Notas de aprendizagem poética, soneto alexandrino:
"Um alexandrino "vero" tem de ser dividido em dois hemistíquios de exactamente seis sílabas poéticas cada um. Assim sendo, aqui temos "ta, ta, ta, ta, ta, TÁ//ta, ta, ta, ta, ta, TÁ".
Ou acabamos o primeiro hemistíquio com uma palavra aguda - pão, fiz, farei, amanhã, etc. -
ou caso acabemos com uma grave ou paroxítona - minha, fome, ritmo, pára, etc. - teremos de iniciar o segundo hemistíquio com uma vogal que possa fazer crase com a vogal imediatamente anterior - exemplo:
" A luz com que nos cinda//assim que nos beijar".
Nunca, de forma alguma, o primeiro hemistíquio poderá terminar numa palavra proparoxitona. Estas são as três condições absolutamente essenciais para que um soneto dodecassilábico possa ser considerado alexandrino.

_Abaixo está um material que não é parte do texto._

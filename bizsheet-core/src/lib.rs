//! bizsheet: business record locator and updater for xlsx workbooks
//!
//! A record is a column of cells anchored at the business number. Fields sit
//! at fixed row offsets from the anchor; their fill colour tracks how recently
//! they were updated.

pub mod archive;
pub mod color;
pub mod config;
pub mod error;
pub mod intake;
pub mod locator;
pub mod ocr;
pub mod rating;
pub mod reader;
pub mod record;
pub mod schema;
pub mod sweep;
pub mod writer;

pub use color::StatusColor;
pub use config::PathConfig;
pub use error::{BizsheetError, ErrorKind, Result};
pub use locator::{Anchor, locate, normalize_identifier};
pub use record::{
    FieldInput, FieldRecord, FieldValue, PreviewRow, UpdatePayload, lookup, preview, read_record,
    write_rating, write_record,
};
pub use schema::{FieldKind, FieldSpec, Schema};
pub use sweep::{Sweep, run_sweep};
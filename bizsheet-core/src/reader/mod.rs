//! Excel workbook reader using custom XML parsers

use anyhow::{Context, Result};

use std::io::Cursor;
use std::path::Path;
use zip::ZipArchive;

pub mod parser_utils;
pub mod styles;
pub mod workbook;
pub mod xlsx_parser;

use self::xlsx_parser::XlsxReader;
pub use styles::{FontPatch, PERCENT_FORMAT, StyleChange, StyleSheet};
pub use workbook::{Cell, CellEdit, CellValue, Sheet, Workbook};

/// Trait for spreadsheet format readers
pub trait WorkbookReader {
    fn read_sheets(&mut self) -> Result<Vec<Sheet>>;
}

/// Whether the path carries an extension this crate can open
pub fn is_supported_path(path: &Path) -> bool {
    path.extension()
        .and_then(|s| s.to_str())
        .map(|s| s.eq_ignore_ascii_case("xlsx") || s.eq_ignore_ascii_case("xlsm"))
        .unwrap_or(false)
}

/// Read a workbook from a file path
pub fn read_workbook<P: AsRef<Path>>(path: P) -> Result<Workbook> {
    let path_ref = path.as_ref();

    if !is_supported_path(path_ref) {
        return Err(anyhow::anyhow!(
            "Unsupported file format: {}",
            path_ref.display()
        ));
    }

    let package = std::fs::read(path_ref)
        .with_context(|| format!("Failed to open file: {}", path_ref.display()))?;
    read_workbook_from_bytes(path_ref, package)
}

/// Parse a workbook package already held in memory
pub fn read_workbook_from_bytes<P: AsRef<Path>>(path: P, package: Vec<u8>) -> Result<Workbook> {
    let (styles, sheets) = {
        let mut archive = ZipArchive::new(Cursor::new(package.as_slice()))
            .context("Failed to open zip archive")?;
        let styles = StyleSheet::parse(&mut archive)?;
        let sheets = XlsxReader::new(&mut archive)?.read_sheets()?;
        (styles, sheets)
    };

    tracing::debug!(
        path = %path.as_ref().display(),
        sheets = sheets.len(),
        "workbook loaded"
    );

    Ok(Workbook {
        path: path.as_ref().to_path_buf(),
        sheets,
        styles,
        package,
    })
}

Resumindo: É comum chamar-se de alexandrino os versos de 12 sílabas, entretanto os verdadeiros alexandrinos são compostos de dois versos de seis sílabas, 6/6, sendo indispensável que o primeiro termine em palavra aguda, oxítona, ou, no caso da palavra ser grave, paroxítona, que a palavra seguinte comece por vogal ou h mudo, assim possibilitando a elisão." De Maria João Brito de Sousa em comentários.